Zheng et al. (2021) conducted research on six real-world projects with more than 100,000 bug reports, varying in size. They first examined how the class imbalance problem affects SBR prediction and verify that it has a detrimental effect on prediction performance. After that, they compared six class rebalancing strategies with five well-known classification algorithms for SBR prediction. They come to the conclusion that the best performing model can be created by combining the ROSE and RF classification algorithms, which improves performance by an average of 75% and, in the best case, 267% in terms of the F1 score [31].

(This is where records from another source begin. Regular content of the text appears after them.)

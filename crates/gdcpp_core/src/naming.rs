//! Include-path derivation for engine classes.

/// Directory of the generated godot-cpp class headers.
pub const CLASSES_INCLUDE_DIR: &str = "godot_cpp/classes";

/// Insert `_` before every inner capital and lowercase the result (`RigidBody3D` → `rigid_body3_d`).
pub fn to_snake_case(name: &str) -> String {
    let mut out = String::with_capacity(name.len() + 4);
    for (i, c) in name.chars().enumerate() {
        if i > 0 && c.is_ascii_uppercase() {
            out.push('_');
        }
        out.push(c.to_ascii_lowercase());
    }
    out
}

/// Header file name of an engine class; the `2D`/`3D` suffix tokens stay glued (`sprite2d`, not `sprite2_d`).
pub fn header_file_name(class_name: &str) -> String {
    format!("{}.hpp", to_snake_case(class_name).replace("2_d", "2d").replace("3_d", "3d"))
}

/// Full `#include` directive for an engine class.
pub fn include_directive(class_name: &str) -> String {
    format!("#include <{}/{}>", CLASSES_INCLUDE_DIR, header_file_name(class_name))
}

#[cfg(test)]
mod tests {
    use super::*;

    #[test]
    fn test_snake_case() {
        assert_eq!(to_snake_case("Node"), "node");
        assert_eq!(to_snake_case("AnimationPlayer"), "animation_player");
    }

    #[test]
    fn test_dimension_suffixes_stay_glued() {
        assert_eq!(header_file_name("Sprite2D"), "sprite2d.hpp");
        assert_eq!(header_file_name("RigidBody3D"), "rigid_body3d.hpp");
        assert_eq!(header_file_name("CharacterBody2D"), "character_body2d.hpp");
    }

    #[test]
    fn test_include_directive() {
        assert_eq!(include_directive("Sprite2D"), "#include <godot_cpp/classes/sprite2d.hpp>");
    }
}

Yadav and Pal (2015) integrated both technique classification and clustering for error detection based on time and error, and they found the K-Means and Bayes Net are better than others (J48GRAFT, LAD TREE, and BAYESNET) [32].

Odera and Odiaga (2023) classified spam and ham SMS using Recurrent neural network (RNN) and compared their results with SVM. They used UCI SMS spam Dataset v.1 and preprocessing data including case conversion, punctuation mark removal, abbreviation expansion, tokenization, stemming, and stop words removal. They evaluated the results using area under the curve (AUC) (Accuracy loss). According to the results, SVM’s false positive rate is somewhat lower than that of RNN, which has a slightly higher training and validation accuracy of 0.98 compared to 0.94 [33].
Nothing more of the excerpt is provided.